Enjoy your trip and your beach time with your DD. But be wary. Be very, very, wary.

As for your DH adopting your LO.  Do you really want to choose a father for your child that is this much of a proven parenting failure?  Look at SD-12.  Yes, BM has influence but your DH has equal influence and the outcome is not looking good on the parenting quality of SD.   Blended marriages fail at higher rates than initial marriages so maintaining some boundaries is important IMHO.  Do you want your LO having COd visitation time with your current DH if things go south?  Your DD being forced to spend time with SD and the parent that created her?

Not any grand plan by any means. But in hind sight the timing of my adoption of SS occurring when he was 22yo, at his request, was probably a good move rather than doing it when he was a minor.  We discussed it, but he did not want to hurt SpermClan fee fees. It was after his mom asked her dad to adopt her that our son came to the point where he wanted to ask me to adopt him. DW gave FIL adoption papers at our vow renewal on our 20th anniversary.  My bride's biodad/MIL's first DH was killed in an automobile accident before my MIL even knew she was pregnant with DW.  My FIL was at the hospital when DW was born and was her daddy from the get go.  FIL and MIL were raised together. Their respective parents were close friends.

Just be careful. For you and for your DD.  The way they parent theirs has almost no chance of changing when they parent yours or joint progeny.

  Past behavior being the best predictor of future performance.

JRI's picture

I envisioned a fun week with DH and the 5 kids at a local lake.  We rented a big place and DH's friend offered the use of his boat.  I won't go into the vivid details but the boys managed to break a pinball machine at our friend's place rec room within 10 minutes of our arrival.  The next day, we managed to almost sink the boat and the 5 kids and I were stranded on a rock in the middle of the lake before somebody rescued us.  There's more but my brain tries to suppress it all.  Lol.

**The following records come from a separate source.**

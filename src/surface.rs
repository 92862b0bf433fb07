//! CPU-side RGBA image buffers with affine blits.
//!
//! Everything the runtime draws goes through a [`Surface`]: tileset atlases,
//! the per-level composite, the camera's viewport and the final screen. Only
//! the finished frame is uploaded to the GPU.

use crate::error::{Error, Result};
use crate::geom::GeoM;
use macroquad::color::Color;
use macroquad::math::vec2;
use std::path::Path;

/// Integer rectangle in pixel space
#[derive(Debug, Clone, Copy, PartialEq, Eq, Default)]
pub struct PixelRect {
    /// Left edge
    pub x: u32,
    /// Top edge
    pub y: u32,
    /// Width in pixels
    pub w: u32,
    /// Height in pixels
    pub h: u32,
}

impl PixelRect {
    /// Build a rectangle from its origin and size
    pub const fn new(x: u32, y: u32, w: u32, h: u32) -> Self {
        PixelRect { x, y, w, h }
    }

    /// `true` when the rectangle covers no pixel
    pub fn is_empty(&self) -> bool {
        self.w == 0 || self.h == 0
    }

    /// Intersection with `0..width x 0..height`
    pub fn clamp_to(&self, width: u32, height: u32) -> PixelRect {
        let x = self.x.min(width);
        let y = self.y.min(height);
        let w = self.w.min(width - x);
        let h = self.h.min(height - y);
        PixelRect { x, y, w, h }
    }
}

/// Per-blit options: geometry chain plus an alpha multiplier
#[derive(Debug, Clone, Copy, PartialEq)]
pub struct DrawOptions {
    /// Maps source-local pixel space to destination pixel space
    pub geom: GeoM,
    /// Multiplies the source alpha, `1.0` draws unchanged
    pub alpha: f32,
}

impl Default for DrawOptions {
    fn default() -> Self {
        DrawOptions {
            geom: GeoM::new(),
            alpha: 1.0,
        }
    }
}

/// Owned RGBA8 image, 4 bytes per pixel, rows top to bottom
#[derive(Debug, Clone, PartialEq, Eq)]
pub struct Surface {
    width: u32,
    height: u32,
    pixels: Vec<u8>,
}

/// Borrowed sub-rectangle of a [`Surface`]; no pixels are copied
#[derive(Debug, Clone, Copy)]
pub struct SurfaceView<'a> {
    surface: &'a Surface,
    rect: PixelRect,
}

impl<'a> SurfaceView<'a> {
    /// Region of the parent surface this view covers
    pub fn rect(&self) -> PixelRect {
        self.rect
    }

    /// View width
    pub fn width(&self) -> u32 {
        self.rect.w
    }

    /// View height
    pub fn height(&self) -> u32 {
        self.rect.h
    }

    /// `true` when the view covers no pixel
    pub fn is_empty(&self) -> bool {
        self.rect.is_empty()
    }

    /// Pixel at view-local coordinates
    pub fn pixel(&self, x: u32, y: u32) -> [u8; 4] {
        self.surface.pixel(self.rect.x + x, self.rect.y + y)
    }
}

pub(crate) fn color_bytes(c: Color) -> [u8; 4] {
    let q = |v: f32| (v.clamp(0.0, 1.0) * 255.0).round() as u8;
    [q(c.r), q(c.g), q(c.b), q(c.a)]
}

impl Surface {
    /// Allocate a fully transparent surface
    pub fn new(width: u32, height: u32) -> Self {
        Surface {
            width,
            height,
            pixels: vec![0; width as usize * height as usize * 4],
        }
    }

    /// Wrap raw RGBA bytes; `None` if the length does not match
    pub fn from_rgba8(width: u32, height: u32, pixels: Vec<u8>) -> Option<Self> {
        if pixels.len() != width as usize * height as usize * 4 {
            return None;
        }
        Some(Surface {
            width,
            height,
            pixels,
        })
    }

    /// Decode an encoded image (PNG) held in memory
    pub fn from_bytes(bytes: &[u8]) -> std::result::Result<Self, image::ImageError> {
        let rgba = image::load_from_memory(bytes)?.to_rgba8();
        let (width, height) = rgba.dimensions();
        Ok(Surface {
            width,
            height,
            pixels: rgba.into_raw(),
        })
    }

    /// Read and decode an image file
    pub fn from_file(path: &Path) -> Result<Self> {
        let bytes = std::fs::read(path).map_err(|source| Error::Io {
            path: path.to_path_buf(),
            source,
        })?;
        Self::from_bytes(&bytes).map_err(|source| Error::Image {
            path: path.to_path_buf(),
            source,
        })
    }

    /// Width in pixels
    pub fn width(&self) -> u32 {
        self.width
    }

    /// Height in pixels
    pub fn height(&self) -> u32 {
        self.height
    }

    /// Raw RGBA bytes
    pub fn pixels(&self) -> &[u8] {
        &self.pixels
    }

    #[inline]
    fn offset(&self, x: u32, y: u32) -> usize {
        (y as usize * self.width as usize + x as usize) * 4
    }

    /// Pixel at `(x, y)`; panics when out of bounds
    pub fn pixel(&self, x: u32, y: u32) -> [u8; 4] {
        let i = self.offset(x, y);
        [
            self.pixels[i],
            self.pixels[i + 1],
            self.pixels[i + 2],
            self.pixels[i + 3],
        ]
    }

    /// Overwrite the pixel at `(x, y)`; ignored when out of bounds
    pub fn set_pixel(&mut self, x: u32, y: u32, rgba: [u8; 4]) {
        if x >= self.width || y >= self.height {
            return;
        }
        let i = self.offset(x, y);
        self.pixels[i..i + 4].copy_from_slice(&rgba);
    }

    /// Reset every pixel to transparent black
    pub fn clear(&mut self) {
        self.pixels.fill(0);
    }

    /// Overwrite every pixel with `color`
    pub fn fill(&mut self, color: Color) {
        let rgba = color_bytes(color);
        for px in self.pixels.chunks_exact_mut(4) {
            px.copy_from_slice(&rgba);
        }
    }

    /// Whole-surface view
    pub fn full_view(&self) -> SurfaceView<'_> {
        SurfaceView {
            surface: self,
            rect: PixelRect::new(0, 0, self.width, self.height),
        }
    }

    /// Sub-rectangle view, clamped to the surface bounds
    pub fn view(&self, rect: PixelRect) -> SurfaceView<'_> {
        SurfaceView {
            surface: self,
            rect: rect.clamp_to(self.width, self.height),
        }
    }

    /// Draw `src` through `opts.geom` with source-over blending.
    ///
    /// Each destination pixel centre is mapped back into the source and the
    /// nearest source pixel is sampled, so mirrored and rotated blits never
    /// leave holes.
    pub fn draw(&mut self, src: &SurfaceView<'_>, opts: &DrawOptions) {
        if src.is_empty() || opts.alpha <= 0.0 || self.width == 0 || self.height == 0 {
            return;
        }
        let Some(inv) = opts.geom.invert() else {
            return;
        };

        let (sw, sh) = (src.width() as f32, src.height() as f32);
        let corners = [
            opts.geom.apply(vec2(0.0, 0.0)),
            opts.geom.apply(vec2(sw, 0.0)),
            opts.geom.apply(vec2(0.0, sh)),
            opts.geom.apply(vec2(sw, sh)),
        ];
        let min = corners.iter().fold(corners[0], |m, c| m.min(*c));
        let max = corners.iter().fold(corners[0], |m, c| m.max(*c));

        let x0 = min.x.floor().max(0.0) as u32;
        let y0 = min.y.floor().max(0.0) as u32;
        let x1 = (max.x.ceil().min(self.width as f32)).max(0.0) as u32;
        let y1 = (max.y.ceil().min(self.height as f32)).max(0.0) as u32;

        for dy in y0..y1 {
            for dx in x0..x1 {
                let local = inv.apply(vec2(dx as f32 + 0.5, dy as f32 + 0.5));
                if local.x < 0.0 || local.y < 0.0 || local.x >= sw || local.y >= sh {
                    continue;
                }
                let s = src.pixel(local.x as u32, local.y as u32);
                self.blend(dx, dy, s, opts.alpha);
            }
        }
    }

    fn blend(&mut self, x: u32, y: u32, s: [u8; 4], alpha: f32) {
        let sa = s[3] as f32 / 255.0 * alpha.min(1.0);
        if sa <= 0.0 {
            return;
        }
        let i = self.offset(x, y);
        let d = &mut self.pixels[i..i + 4];
        if sa >= 1.0 {
            d.copy_from_slice(&s);
            return;
        }
        let da = d[3] as f32 / 255.0;
        let out_a = sa + da * (1.0 - sa);
        for c in 0..3 {
            let v = (s[c] as f32 * sa + d[c] as f32 * da * (1.0 - sa)) / out_a;
            d[c] = v.round().clamp(0.0, 255.0) as u8;
        }
        d[3] = (out_a * 255.0).round() as u8;
    }
}

#[cfg(test)]
mod tests {
    use super::*;

    const RED: [u8; 4] = [255, 0, 0, 255];
    const BLUE: [u8; 4] = [0, 0, 255, 255];

    fn checker() -> Surface {
        // 2x2: red, blue / blue, red
        let mut s = Surface::new(2, 2);
        s.set_pixel(0, 0, RED);
        s.set_pixel(1, 0, BLUE);
        s.set_pixel(0, 1, BLUE);
        s.set_pixel(1, 1, RED);
        s
    }

    #[test]
    fn view_is_clamped_to_bounds() {
        let s = Surface::new(10, 8);
        let v = s.view(PixelRect::new(6, 4, 100, 100));
        assert_eq!(v.rect(), PixelRect::new(6, 4, 4, 4));

        let v = s.view(PixelRect::new(20, 20, 5, 5));
        assert!(v.is_empty());
    }

    #[test]
    fn identity_blit_copies_pixels() {
        let src = checker();
        let mut dst = Surface::new(4, 4);
        let opts = DrawOptions {
            geom: GeoM::new().translate(1.0, 1.0),
            alpha: 1.0,
        };
        dst.draw(&src.full_view(), &opts);
        assert_eq!(dst.pixel(1, 1), RED);
        assert_eq!(dst.pixel(2, 1), BLUE);
        assert_eq!(dst.pixel(2, 2), RED);
        assert_eq!(dst.pixel(0, 0), [0, 0, 0, 0]);
    }

    #[test]
    fn blit_outside_destination_is_ignored() {
        let src = checker();
        let mut dst = Surface::new(4, 4);
        let opts = DrawOptions {
            geom: GeoM::new().translate(-10.0, 50.0),
            alpha: 1.0,
        };
        dst.draw(&src.full_view(), &opts);
        assert!(dst.pixels().iter().all(|b| *b == 0));
    }

    #[test]
    fn alpha_scale_blends_over_destination() {
        let mut src = Surface::new(1, 1);
        src.set_pixel(0, 0, [255, 255, 255, 255]);
        let mut dst = Surface::new(1, 1);
        dst.set_pixel(0, 0, [0, 0, 0, 255]);
        dst.draw(
            &src.full_view(),
            &DrawOptions {
                geom: GeoM::new(),
                alpha: 0.4,
            },
        );
        assert_eq!(dst.pixel(0, 0), [102, 102, 102, 255]);
    }

    #[test]
    fn transparent_source_leaves_destination() {
        let src = Surface::new(2, 2);
        let mut dst = Surface::new(2, 2);
        dst.fill(Color::from_rgba(10, 20, 30, 255));
        dst.draw(&src.full_view(), &DrawOptions::default());
        assert_eq!(dst.pixel(1, 1), [10, 20, 30, 255]);
    }

    #[test]
    fn fill_then_clear() {
        let mut s = Surface::new(3, 1);
        s.fill(Color::from_rgba(255, 128, 128, 255));
        assert_eq!(s.pixel(2, 0), [255, 128, 128, 255]);
        s.clear();
        assert_eq!(s.pixel(2, 0), [0, 0, 0, 0]);
    }
}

When I went back to my counselor afterwards, he said, "JRI, there's fantasy and there's reality".

In later years, things improved cuz we let some of the kids bring friends.  Maybe your SD12 would like to bring a friend?  It takes some pressure off you.

Reecola's picture

Oh no that sounds stressful and awful!!! I do not want SD to bring a friend. When SD has friends over she is awful to my bio who adores her. When it's just the 2 of them SD is sweet to my bio..

Rags's picture

Make sure that DH understands the reality and that he and his failed family progeny are invited tag alongs but tag alongs none the less.  

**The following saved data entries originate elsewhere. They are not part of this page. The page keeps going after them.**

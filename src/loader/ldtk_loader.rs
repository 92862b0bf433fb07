// src/loader/ldtk_loader.rs
use crate::error::Error;
use crate::ir_level::*;
use serde::Deserialize;
use std::path::{Path, PathBuf};

const FLIP_X: u8 = 0b01;
const FLIP_Y: u8 = 0b10;

#[derive(Deserialize)]
struct JsonProject {
    #[serde(rename = "jsonVersion", default)]
    json_version: String,
    #[serde(default)]
    defs: JsonDefs,
    #[serde(default)]
    levels: Vec<JsonLevel>,
}

#[derive(Deserialize, Default)]
struct JsonDefs {
    #[serde(default)]
    tilesets: Vec<JsonTilesetDef>,
}

#[derive(Deserialize)]
struct JsonTilesetDef {
    uid: i64,
    #[serde(default)]
    identifier: String,
    #[serde(rename = "relPath", default)]
    rel_path: Option<String>,
    #[serde(rename = "tileGridSize")]
    tile_grid_size: u32,
}

#[derive(Deserialize)]
struct JsonLevel {
    #[serde(default)]
    identifier: String,
    #[serde(rename = "pxWid")]
    px_wid: i64,
    #[serde(rename = "pxHei")]
    px_hei: i64,
    #[serde(rename = "layerInstances", default)]
    layer_instances: Option<Vec<JsonLayer>>,
}

#[derive(Deserialize)]
struct JsonLayer {
    #[serde(rename = "__identifier", default)]
    identifier: String,
    #[serde(rename = "__type")]
    kind: String,
    #[serde(rename = "__gridSize")]
    grid_size: u32,
    #[serde(rename = "__cWid", default)]
    c_wid: u32,
    #[serde(rename = "__cHei", default)]
    c_hei: u32,
    #[serde(rename = "__pxTotalOffsetX", default)]
    offset_x: i32,
    #[serde(rename = "__pxTotalOffsetY", default)]
    offset_y: i32,
    #[serde(rename = "__opacity", default = "one")]
    opacity: f32,
    #[serde(default = "default_true")]
    visible: bool,
    #[serde(rename = "__tilesetDefUid", default)]
    tileset_uid: Option<i64>,
    #[serde(rename = "__tilesetRelPath", default)]
    tileset_rel_path: Option<String>,
    #[serde(rename = "gridTiles", default)]
    grid_tiles: Vec<JsonTile>,
    #[serde(rename = "autoLayerTiles", default)]
    auto_layer_tiles: Vec<JsonTile>,
}

#[derive(Deserialize)]
struct JsonTile {
    px: [i32; 2],
    src: [u32; 2],
    #[serde(default)]
    f: u8,
    #[serde(default)]
    t: i64,
}

fn default_true() -> bool {
    true
}
fn one() -> f32 {
    1.0
}

fn layer_kind(layer: &str, kind: &str) -> Result<IrLayerKind, Error> {
    match kind {
        "Tiles" => Ok(IrLayerKind::Tiles),
        "AutoLayer" => Ok(IrLayerKind::AutoLayer),
        "IntGrid" => Ok(IrLayerKind::IntGrid),
        "Entities" => Ok(IrLayerKind::Entities),
        other => Err(Error::UnsupportedLayerType {
            layer: layer.to_owned(),
            kind: other.to_owned(),
        }),
    }
}

fn tile_to_ir(t: JsonTile, offset: [i32; 2]) -> IrTile {
    IrTile {
        id: t.t,
        position: [t.px[0] + offset[0], t.px[1] + offset[1]],
        src: t.src,
        flip_x: t.f & FLIP_X != 0,
        flip_y: t.f & FLIP_Y != 0,
    }
}

fn layer_to_ir(l: JsonLayer, defs: &[IrTilesetDef]) -> Result<IrLayer, Error> {
    let kind = layer_kind(&l.identifier, &l.kind)?;
    let offset = [l.offset_x, l.offset_y];

    let tileset = match (l.tileset_uid, l.tileset_rel_path) {
        (Some(uid), Some(path)) => Some(IrTilesetRef {
            uid,
            identifier: defs
                .iter()
                .find(|d| d.uid == uid)
                .map(|d| d.identifier.clone())
                .unwrap_or_default(),
            path,
        }),
        _ => None,
    };

    // Tiles layers use gridTiles, rule-based layers autoLayerTiles
    let tiles = l
        .grid_tiles
        .into_iter()
        .chain(l.auto_layer_tiles)
        .map(|t| tile_to_ir(t, offset))
        .collect();

    Ok(IrLayer {
        identifier: l.identifier,
        kind,
        grid_size: l.grid_size,
        cell_width: l.c_wid,
        cell_height: l.c_hei,
        offset,
        opacity: l.opacity,
        visible: l.visible,
        tileset,
        tiles,
    })
}

fn level_to_ir(lvl: JsonLevel, defs: &[IrTilesetDef]) -> Result<IrLevel, Error> {
    let size = |px: i64| u32::try_from(px).ok().filter(|v| *v > 0);
    let (Some(width), Some(height)) = (size(lvl.px_wid), size(lvl.px_hei)) else {
        return Err(Error::InvalidLevel(format!(
            "level '{}' has size {}x{}",
            lvl.identifier, lvl.px_wid, lvl.px_hei
        )));
    };
    let layers = lvl
        .layer_instances
        .unwrap_or_default()
        .into_iter()
        .map(|l| layer_to_ir(l, defs))
        .collect::<Result<Vec<_>, _>>()?;

    Ok(IrLevel {
        identifier: lvl.identifier,
        width,
        height,
        layers,
    })
}

fn project_to_ir(j: JsonProject) -> Result<IrProject, Error> {
    let tilesets: Vec<IrTilesetDef> = j
        .defs
        .tilesets
        .into_iter()
        .map(|t| IrTilesetDef {
            uid: t.uid,
            identifier: t.identifier,
            path: t.rel_path,
            grid_size: t.tile_grid_size,
        })
        .collect();

    let levels = j
        .levels
        .into_iter()
        .map(|lvl| level_to_ir(lvl, &tilesets))
        .collect::<Result<Vec<_>, _>>()?;

    Ok(IrProject {
        json_version: j.json_version,
        tilesets,
        levels,
    })
}

/// Decode an LDtk project held in memory
pub fn decode_project_str(json: &str) -> Result<IrProject, Error> {
    let j: JsonProject = serde_json::from_str(json).map_err(|source| Error::Json {
        path: PathBuf::new(),
        source,
    })?;
    project_to_ir(j)
}

/// Decode an LDtk project file (`.ldtk` or `.json`)
pub fn decode_project_file(path: impl AsRef<Path>) -> Result<IrProject, Error> {
    let p = path.as_ref();
    match p.extension().and_then(|e| e.to_str()) {
        Some("ldtk") | Some("json") => {}
        _ => return Err(Error::UnsupportedFormat(p.display().to_string())),
    }

    let txt = std::fs::read_to_string(p).map_err(|source| Error::Io {
        path: p.to_path_buf(),
        source,
    })?;
    let j: JsonProject = serde_json::from_str(&txt).map_err(|source| Error::Json {
        path: p.to_path_buf(),
        source,
    })?;

    log::info!("decoded project {} (format {})", p.display(), j.json_version);
    project_to_ir(j)
}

Make it cleat to DH that SD will not be allowed to pollute the trip for you and your DD with any entitled kid behavioral bullshit. She is 12. She is not 2.

12yos behave, or they meet consequences head on.

We did not have this issue. I have no BKs, SS is an only in our marriage and we have been a family since before he turned 2yo. My only related exeriences are with my university BFF's niece and his kid.  These were banshee shreaking attention leeching child hellions.   Even my kid and my nephews would cringe when we did camping trips and those two were along to torment everyone.  I did not let it fly or escalate. I dealt with it and those kids did not like it one bit. My BFF was not one to enforce behavioral boundaries and his GF/DW was pretty much non present other than to be the cool aunt or entirely permissive mommy.

Prep your boundaries, make them clear to DH.  If you have scripted the possible events, odds are they won't happen. If they do happen, you have already done the brain work and can adjust your script and slap it into use promptly.

Enjoy your trip.

Dollbabies's picture

why you wanted the joint vacation since you seem to realize it's going to blow up in your face? It bugs me a lot that you tried to bring up a concern and he glossed over it.